YOUR ASSIGNMENT:
Transcribe the listing below only from the line with "pub fn canonicalize(raw: &RawImageRecord)" up to and including the line with "angle maps each".
Start of Block
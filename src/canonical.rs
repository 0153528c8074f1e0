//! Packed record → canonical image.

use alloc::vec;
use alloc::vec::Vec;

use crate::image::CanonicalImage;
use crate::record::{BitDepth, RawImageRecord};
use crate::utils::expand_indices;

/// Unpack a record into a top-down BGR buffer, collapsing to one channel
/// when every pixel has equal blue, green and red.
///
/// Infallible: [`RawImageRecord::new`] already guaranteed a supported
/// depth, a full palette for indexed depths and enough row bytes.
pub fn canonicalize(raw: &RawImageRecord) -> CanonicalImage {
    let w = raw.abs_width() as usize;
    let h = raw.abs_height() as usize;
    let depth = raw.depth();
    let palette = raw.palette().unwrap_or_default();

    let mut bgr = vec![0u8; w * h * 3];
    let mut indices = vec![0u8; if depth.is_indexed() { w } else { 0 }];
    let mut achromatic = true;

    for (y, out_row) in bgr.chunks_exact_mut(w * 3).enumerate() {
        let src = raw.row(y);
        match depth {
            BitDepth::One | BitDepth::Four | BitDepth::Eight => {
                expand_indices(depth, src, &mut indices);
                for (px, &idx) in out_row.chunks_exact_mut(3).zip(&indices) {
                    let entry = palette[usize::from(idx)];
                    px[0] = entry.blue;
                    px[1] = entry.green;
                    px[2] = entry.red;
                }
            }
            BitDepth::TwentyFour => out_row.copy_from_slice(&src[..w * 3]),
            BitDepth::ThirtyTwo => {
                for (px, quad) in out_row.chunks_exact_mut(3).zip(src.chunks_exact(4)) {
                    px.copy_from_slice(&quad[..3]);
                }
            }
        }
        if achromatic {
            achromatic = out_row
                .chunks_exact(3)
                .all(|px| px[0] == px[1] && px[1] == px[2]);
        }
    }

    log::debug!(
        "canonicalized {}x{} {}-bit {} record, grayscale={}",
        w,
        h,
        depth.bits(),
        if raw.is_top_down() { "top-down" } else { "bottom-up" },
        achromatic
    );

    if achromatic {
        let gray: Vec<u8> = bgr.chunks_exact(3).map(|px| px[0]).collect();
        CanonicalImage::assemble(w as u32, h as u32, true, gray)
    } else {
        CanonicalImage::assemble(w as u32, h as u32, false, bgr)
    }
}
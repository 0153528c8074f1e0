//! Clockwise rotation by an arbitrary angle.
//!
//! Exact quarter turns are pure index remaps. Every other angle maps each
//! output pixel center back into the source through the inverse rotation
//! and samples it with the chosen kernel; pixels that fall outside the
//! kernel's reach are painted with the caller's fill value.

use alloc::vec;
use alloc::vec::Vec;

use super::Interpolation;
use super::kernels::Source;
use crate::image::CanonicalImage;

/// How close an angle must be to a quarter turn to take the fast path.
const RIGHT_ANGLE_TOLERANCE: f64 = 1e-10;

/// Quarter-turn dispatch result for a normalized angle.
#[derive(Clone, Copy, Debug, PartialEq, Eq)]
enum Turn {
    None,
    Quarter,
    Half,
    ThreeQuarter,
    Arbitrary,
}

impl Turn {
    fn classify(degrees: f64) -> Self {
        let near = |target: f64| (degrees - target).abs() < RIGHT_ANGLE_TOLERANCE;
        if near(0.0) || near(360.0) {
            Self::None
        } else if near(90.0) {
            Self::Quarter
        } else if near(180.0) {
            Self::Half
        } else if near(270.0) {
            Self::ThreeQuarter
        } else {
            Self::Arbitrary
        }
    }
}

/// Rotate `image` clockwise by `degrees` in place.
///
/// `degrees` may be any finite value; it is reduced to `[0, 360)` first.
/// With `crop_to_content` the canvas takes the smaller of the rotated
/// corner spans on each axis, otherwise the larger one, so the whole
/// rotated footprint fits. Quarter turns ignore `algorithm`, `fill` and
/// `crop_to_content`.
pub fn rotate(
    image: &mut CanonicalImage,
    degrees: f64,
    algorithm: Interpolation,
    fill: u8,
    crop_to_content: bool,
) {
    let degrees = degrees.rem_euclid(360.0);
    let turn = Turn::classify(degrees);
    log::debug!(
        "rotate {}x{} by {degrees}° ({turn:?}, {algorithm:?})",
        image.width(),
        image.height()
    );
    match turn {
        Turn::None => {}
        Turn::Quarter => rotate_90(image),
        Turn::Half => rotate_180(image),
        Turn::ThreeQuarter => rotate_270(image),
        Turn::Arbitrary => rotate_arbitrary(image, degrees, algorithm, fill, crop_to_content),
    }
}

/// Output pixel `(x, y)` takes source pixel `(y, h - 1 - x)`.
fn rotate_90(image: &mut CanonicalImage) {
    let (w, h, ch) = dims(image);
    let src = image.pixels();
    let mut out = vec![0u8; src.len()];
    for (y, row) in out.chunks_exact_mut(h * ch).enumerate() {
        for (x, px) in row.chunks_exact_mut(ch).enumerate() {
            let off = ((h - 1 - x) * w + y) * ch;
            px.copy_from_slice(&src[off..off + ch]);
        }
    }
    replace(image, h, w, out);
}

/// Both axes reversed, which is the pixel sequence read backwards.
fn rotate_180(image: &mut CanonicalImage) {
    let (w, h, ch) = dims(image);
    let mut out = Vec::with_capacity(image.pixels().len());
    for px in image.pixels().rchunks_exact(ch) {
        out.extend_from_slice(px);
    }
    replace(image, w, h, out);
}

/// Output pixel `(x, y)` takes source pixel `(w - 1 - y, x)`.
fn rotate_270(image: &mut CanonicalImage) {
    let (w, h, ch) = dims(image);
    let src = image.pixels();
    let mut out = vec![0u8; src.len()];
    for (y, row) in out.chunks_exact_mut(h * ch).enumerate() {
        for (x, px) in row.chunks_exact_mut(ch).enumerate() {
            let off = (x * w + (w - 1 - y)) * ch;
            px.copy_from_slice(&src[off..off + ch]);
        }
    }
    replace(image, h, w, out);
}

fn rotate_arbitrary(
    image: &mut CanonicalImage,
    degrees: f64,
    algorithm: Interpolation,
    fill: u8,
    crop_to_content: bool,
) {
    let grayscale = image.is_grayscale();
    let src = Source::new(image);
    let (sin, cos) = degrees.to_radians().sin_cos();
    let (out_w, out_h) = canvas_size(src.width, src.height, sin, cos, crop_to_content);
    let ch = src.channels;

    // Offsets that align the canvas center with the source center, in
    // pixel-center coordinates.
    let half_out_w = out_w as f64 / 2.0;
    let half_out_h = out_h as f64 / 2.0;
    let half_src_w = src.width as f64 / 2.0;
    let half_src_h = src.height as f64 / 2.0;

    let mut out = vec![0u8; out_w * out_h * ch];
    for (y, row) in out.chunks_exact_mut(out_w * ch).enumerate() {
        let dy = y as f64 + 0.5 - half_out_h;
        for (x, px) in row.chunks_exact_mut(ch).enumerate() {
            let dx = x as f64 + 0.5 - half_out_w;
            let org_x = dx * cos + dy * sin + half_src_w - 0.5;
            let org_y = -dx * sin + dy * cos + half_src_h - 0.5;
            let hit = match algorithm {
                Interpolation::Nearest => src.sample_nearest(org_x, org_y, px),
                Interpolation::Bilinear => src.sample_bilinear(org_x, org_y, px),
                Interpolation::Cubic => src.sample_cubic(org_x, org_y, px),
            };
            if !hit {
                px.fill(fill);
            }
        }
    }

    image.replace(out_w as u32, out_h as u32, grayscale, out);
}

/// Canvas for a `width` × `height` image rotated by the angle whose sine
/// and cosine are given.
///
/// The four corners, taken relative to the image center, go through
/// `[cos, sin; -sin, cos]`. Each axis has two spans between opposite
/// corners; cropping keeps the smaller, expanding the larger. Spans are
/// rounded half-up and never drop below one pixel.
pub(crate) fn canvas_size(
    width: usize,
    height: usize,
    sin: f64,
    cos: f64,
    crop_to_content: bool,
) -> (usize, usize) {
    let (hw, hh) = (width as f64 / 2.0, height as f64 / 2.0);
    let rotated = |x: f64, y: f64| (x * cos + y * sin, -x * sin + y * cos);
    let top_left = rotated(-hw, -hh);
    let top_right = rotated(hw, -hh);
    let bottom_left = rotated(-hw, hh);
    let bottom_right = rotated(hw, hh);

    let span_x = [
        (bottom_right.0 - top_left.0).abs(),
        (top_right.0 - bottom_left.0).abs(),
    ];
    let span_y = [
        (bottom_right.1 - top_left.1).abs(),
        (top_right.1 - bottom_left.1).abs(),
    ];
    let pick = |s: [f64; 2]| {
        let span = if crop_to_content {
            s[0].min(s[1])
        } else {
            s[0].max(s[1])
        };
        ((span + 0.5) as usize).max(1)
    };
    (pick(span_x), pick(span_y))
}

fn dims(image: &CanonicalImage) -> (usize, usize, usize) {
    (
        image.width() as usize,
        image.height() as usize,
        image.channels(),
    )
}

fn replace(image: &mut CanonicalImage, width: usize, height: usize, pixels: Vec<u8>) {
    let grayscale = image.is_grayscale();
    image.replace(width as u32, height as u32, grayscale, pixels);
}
End of Block
RESPONSE FOR THIS EXERCISE:
pub fn canonicalize(raw: &RawImageRecord) -> CanonicalImage {
    let w = raw.abs_width() as usize;
    let h = raw.abs_height() as usize;
    let depth = raw.depth();
    let palette = raw.palette().unwrap_or_default();

    let mut bgr = vec![0u8; w * h * 3];
    let mut indices = vec![0u8; if depth.is_indexed() { w } else { 0 }];
    let mut achromatic = true;

    for (y, out_row) in bgr.chunks_exact_mut(w * 3).enumerate() {
        let src = raw.row(y);
        match depth {
            BitDepth::One | BitDepth::Four | BitDepth::Eight => {
                expand_indices(depth, src, &mut indices);
                for (px, &idx) in out_row.chunks_exact_mut(3).zip(&indices) {
                    let entry = palette[usize::from(idx)];
                    px[0] = entry.blue;
                    px[1] = entry.green;
                    px[2] = entry.red;
                }
            }
            BitDepth::TwentyFour => out_row.copy_from_slice(&src[..w * 3]),
            BitDepth::ThirtyTwo => {
                for (px, quad) in out_row.chunks_exact_mut(3).zip(src.chunks_exact(4)) {
                    px.copy_from_slice(&quad[..3]);
                }
            }
        }
        if achromatic {
            achromatic = out_row
                .chunks_exact(3)
                .all(|px| px[0] == px[1] && px[1] == px[2]);
        }
    }

    log::debug!(
        "canonicalized {}x{} {}-bit {} record, grayscale={}",
        w,
        h,
        depth.bits(),
        if raw.is_top_down() { "top-down" } else { "bottom-up" },
        achromatic
    );

    if achromatic {
        let gray: Vec<u8> = bgr.chunks_exact(3).map(|px| px[0]).collect();
        CanonicalImage::assemble(w as u32, h as u32, true, gray)
    } else {
        CanonicalImage::assemble(w as u32, h as u32, false, bgr)
    }
}
repository 0153528c8074f1e0
//! Clockwise rotation by an arbitrary angle.
//!
//! Exact quarter turns are pure index remaps. Every other angle maps each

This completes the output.